The FA Amateur Cup 1973–74 was the 71st and last staging of England's principal cup tournament for amateur teams, the FA Amateur Cup. Bishop's Stortford won the competition for the first time, beating Ilford 4–1 in the final at Wembley.

Matches were scheduled to be played at the stadium of the team named first on the date specified for each round, which was always a Saturday. Some matches, however, might be rescheduled for other days if there were clashes with games for other competitions or the weather was inclement. If scores were level after 90 minutes had been played, a replay would take place at the stadium of the second-named team later the same week. If the replayed match was drawn further replays would be held until a winner was determined. If scores were level after 90 minutes had been played in a replay, a 30-minute period of extra time would be played.

Calendar

First round proper

The matches were scheduled to be played on Saturday, 5 January 1974, with four ties postponed to the next Saturday. For the first time in the competition's history, matches could be played on Sunday, and three clubs applied for a permission. There were seven replayed ties, of which one needed a second replay and another a third.

Second round proper

The matches were scheduled to be played on Saturday, 26 January 1974, but one tie was postponed to the next Saturday, and one was played on Sunday.

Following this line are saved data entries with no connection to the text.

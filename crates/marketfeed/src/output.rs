//! Output formatting: human summary, JSON, YAML.
//!
//! Renders data in the format selected by `--output`. Tables use `tabled`,
//! structured formats use serde.

use std::io::{self, IsTerminal, Write};

use owo_colors::OwoColorize;
use serde_json::Value;
use tabled::{Table, Tabled, settings::Style};

use marketfeed_core::{SectionKind, SectionLayout, Snapshot, Status};

use crate::cli::{ColorMode, OutputFormat};

// ── Color helpers ────────────────────────────────────────────────────

/// Determine whether color output should be enabled.
pub fn should_color(mode: ColorMode) -> bool {
    match mode {
        ColorMode::Always => true,
        ColorMode::Never => false,
        ColorMode::Auto => io::stdout().is_terminal() && std::env::var("NO_COLOR").is_err(),
    }
}

/// Status word, colored when enabled.
pub fn paint_status(status: Status, color: bool) -> String {
    let word = status.to_string();
    if !color {
        return word;
    }
    match status {
        Status::Ready => word.green().bold().to_string(),
        Status::Loading => word.yellow().to_string(),
        Status::Error => word.red().bold().to_string(),
    }
}

// ── Render dispatchers ───────────────────────────────────────────────

/// Render a single serde-serializable item in the chosen format.
///
/// The table format uses `detail_fn`, which returns a pre-formatted string.
pub fn render_single<T>(format: OutputFormat, data: &T, detail_fn: impl Fn(&T) -> String) -> String
where
    T: serde::Serialize + ?Sized,
{
    match format {
        OutputFormat::Table => detail_fn(data),
        OutputFormat::Json => render_json_pretty(data),
        OutputFormat::JsonCompact => render_json_compact(data),
        OutputFormat::Yaml => render_yaml(data),
    }
}

/// Render one item of a stream: JSON formats emit one line per item,
/// YAML emits one document per item.
pub fn render_stream_item<T>(
    format: OutputFormat,
    data: &T,
    summary_fn: impl Fn(&T) -> String,
) -> String
where
    T: serde::Serialize + ?Sized,
{
    match format {
        OutputFormat::Table => summary_fn(data),
        OutputFormat::Json | OutputFormat::JsonCompact => render_json_compact(data),
        OutputFormat::Yaml => format!("---\n{}", render_yaml(data).trim_end()),
    }
}

/// Print the rendered output to stdout, respecting quiet mode.
pub fn print_output(output: &str, quiet: bool) {
    if quiet || output.is_empty() {
        return;
    }
    let mut stdout = io::stdout().lock();
    let _ = writeln!(stdout, "{output}");
    let _ = stdout.flush();
}

// ── Snapshot views ───────────────────────────────────────────────────

#[derive(Tabled)]
struct SectionRow {
    #[tabled(rename = "Section")]
    name: String,
    #[tabled(rename = "Kind")]
    kind: &'static str,
    #[tabled(rename = "Contents")]
    contents: String,
}

/// Table of the snapshot's sections with a one-line summary of each.
pub fn snapshot_table(snapshot: &Snapshot, layout: &SectionLayout) -> String {
    let rows: Vec<SectionRow> = snapshot
        .sections
        .iter()
        .map(|(name, value)| SectionRow {
            name: name.clone(),
            kind: match layout.kind_of(name) {
                SectionKind::Fast => "fast",
                SectionKind::Slow => "slow",
            },
            contents: summarize_value(value),
        })
        .collect();

    let header = format!(
        "snapshot #{} ({}) updated {}",
        snapshot.sequence,
        snapshot.kind,
        snapshot.updated_at.format("%Y-%m-%d %H:%M:%S%.3f UTC")
    );
    if rows.is_empty() {
        return format!("{header}\n(no sections)");
    }
    format!("{header}\n{}", render_table(&rows))
}

/// Short description of a JSON value's shape.
pub fn summarize_value(value: &Value) -> String {
    match value {
        Value::Null => "null".into(),
        Value::Array(items) => format!("[{} items]", items.len()),
        Value::Object(map) => {
            let mut keys: Vec<&str> = map.keys().map(String::as_str).collect();
            if keys.len() > 4 {
                let more = keys.len() - 4;
                keys.truncate(4);
                format!("{{{}, +{more}}}", keys.join(", "))
            } else {
                format!("{{{}}}", keys.join(", "))
            }
        }
        scalar => scalar.to_string(),
    }
}

// ── Format-specific renderers ────────────────────────────────────────

pub(crate) fn render_table<R: Tabled>(rows: &[R]) -> String {
    Table::new(rows).with(Style::rounded()).to_string()
}

/// Pretty-printed JSON.
pub(crate) fn render_json_pretty<T: serde::Serialize + ?Sized>(data: &T) -> String {
    serde_json::to_string_pretty(data).expect("serialization should not fail")
}

/// Compact single-line JSON.
pub(crate) fn render_json_compact<T: serde::Serialize + ?Sized>(data: &T) -> String {
    serde_json::to_string(data).expect("serialization should not fail")
}

/// YAML output.
pub(crate) fn render_yaml<T: serde::Serialize + ?Sized>(data: &T) -> String {
    serde_yaml::to_string(data).expect("serialization should not fail")
}
// Service-level tests for `Feed` driven by a scripted in-memory connector.
//
// Every test runs on a paused clock: timers fire exactly at their deadline
// once the runtime is otherwise idle, so backoff and debounce timing can be
// asserted to the millisecond without real waiting.
#![allow(clippy::unwrap_used)]

use std::sync::{Arc, Mutex};
use std::time::Duration;

use pretty_assertions::assert_eq;
use serde_json::{Value, json};
use tokio::sync::watch;
use tokio::time::{Instant, sleep, sleep_until};
use url::Url;

use marketfeed_api::{ConnectionDriver, ConnectionHandle, EventSink, TransportEvent};
use marketfeed_core::{
    Command, Connector, CoreError, Feed, FeedConfig, LinkState, ReconnectConfig, SectionLayout,
    SectionRule, Status, Validity,
};

// ── Scripted connector ──────────────────────────────────────────────

/// One connection opened by the feed, scripted by the test.
struct Conn {
    sink: EventSink,
    driver: Mutex<ConnectionDriver>,
    opened_at: Instant,
    failed_at: Mutex<Option<Instant>>,
}

impl Conn {
    fn open(&self) {
        self.driver.lock().unwrap().mark_open();
        self.sink.emit(TransportEvent::Opened);
    }

    fn message(&self, raw: &Value) {
        self.sink.emit(TransportEvent::Message(raw.to_string()));
    }

    fn raw(&self, text: &str) {
        self.sink.emit(TransportEvent::Message(text.to_owned()));
    }

    fn fail(&self) {
        self.driver.lock().unwrap().mark_closed();
        *self.failed_at.lock().unwrap() = Some(Instant::now());
        self.sink
            .emit(TransportEvent::Error("connection refused".into()));
    }

    fn close(&self) {
        self.driver.lock().unwrap().mark_closed();
        *self.failed_at.lock().unwrap() = Some(Instant::now());
        self.sink.emit(TransportEvent::Closed {
            code: Some(1006),
            reason: "abnormal closure".into(),
        });
    }

    fn is_cancelled(&self) -> bool {
        self.driver.lock().unwrap().is_cancelled()
    }

    fn sent(&self) -> Vec<String> {
        let mut driver = self.driver.lock().unwrap();
        std::iter::from_fn(|| driver.try_next_outbound()).collect()
    }
}

struct ScriptedConnector {
    conns: Mutex<Vec<Arc<Conn>>>,
    opened: watch::Sender<usize>,
}
// ── Runtime feed configuration ──
//
// These types describe *how* to consume a feed: where it lives, how hard
// to retry, how long to hide short outages. They never touch disk.
// The CLI (via marketfeed-config) constructs a `FeedConfig` and hands it in.

use std::time::Duration;

use url::Url;

use crate::error::CoreError;
use crate::store::SectionLayout;

pub const DEFAULT_FEED_URL: &str = "ws://localhost:8001/ws";

/// Bounded exponential backoff for reconnection.
#[derive(Debug, Clone, PartialEq, Eq)]
pub struct ReconnectConfig {
    /// Base delay; retry `k` waits `initial_delay * 2^k`. Default: 1s.
    pub initial_delay: Duration,

    /// Upper bound on any single delay. Default: 30s.
    pub max_delay: Duration,

    /// Consecutive failed attempts tolerated before giving up. Default: 5.
    pub max_attempts: u32,
}

impl Default for ReconnectConfig {
    fn default() -> Self {
        Self {
            initial_delay: Duration::from_secs(1),
            max_delay: Duration::from_secs(30),
            max_attempts: 5,
        }
    }
}

/// Configuration for one feed instance.
#[derive(Debug, Clone)]
pub struct FeedConfig {
    /// Upstream WebSocket address.
    pub url: Url,
    /// Reconnection policy parameters.
    pub reconnect: ReconnectConfig,
    /// Grace period after fresh data during which disconnects stay invisible.
    pub debounce_window: Duration,
    /// Send WebSocket pings at this interval while connected.
    pub keepalive_interval: Option<Duration>,
    /// Which payload sections are fast- or slow-changing.
    pub layout: SectionLayout,
}

impl FeedConfig {
    /// Config for `url` with every other knob at its default.
    pub fn new(url: Url) -> Self {
        Self {
            url,
            ..Self::default()
        }
    }

    /// Reject configurations the service cannot run with.
    pub fn validate(&self) -> Result<(), CoreError> {
        if !matches!(self.url.scheme(), "ws" | "wss") {
            return Err(CoreError::Config {
                message: format!("feed URL must use ws:// or wss://, got {}", self.url),
            });
        }
        if self.reconnect.initial_delay.is_zero() {
            return Err(CoreError::Config {
                message: "initial retry delay must be greater than zero".into(),
            });
        }
        if self.reconnect.max_delay < self.reconnect.initial_delay {
            return Err(CoreError::Config {
                message: format!(
                    "max retry delay ({:?}) is shorter than the initial delay ({:?})",
                    self.reconnect.max_delay, self.reconnect.initial_delay
                ),
            });
        }
        if self.keepalive_interval.is_some_and(|d| d.is_zero()) {
            return Err(CoreError::Config {
                message: "keepalive interval must be greater than zero".into(),
            });
        }
        self.layout.validate()
    }
}

impl Default for FeedConfig {
    fn default() -> Self {
        Self {
            url: Url::parse(DEFAULT_FEED_URL).expect("default feed URL is valid"),
            reconnect: ReconnectConfig::default(),
            debounce_window: Duration::from_secs(5),
            keepalive_interval: None,
            layout: SectionLayout::dashboard(),
        }
    }
}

Five replays were necessary (one of which was played on Sunday).

Third round proper

The matches were scheduled to be played on Saturday, 9 February 1974, but four ties were postponed to the next Saturday (including one due to delay in settling a second round tie. Four replays were necessary, as well as one second replay.

Fourth round proper

The matches were scheduled to be played on Saturday, 2 March 1974, with one tie postponed to the following Saturday, and one replay necessary.

Semi-finals

The matches were scheduled to be played on Saturday, 23 March 1974, on neutral venues. There was one replay.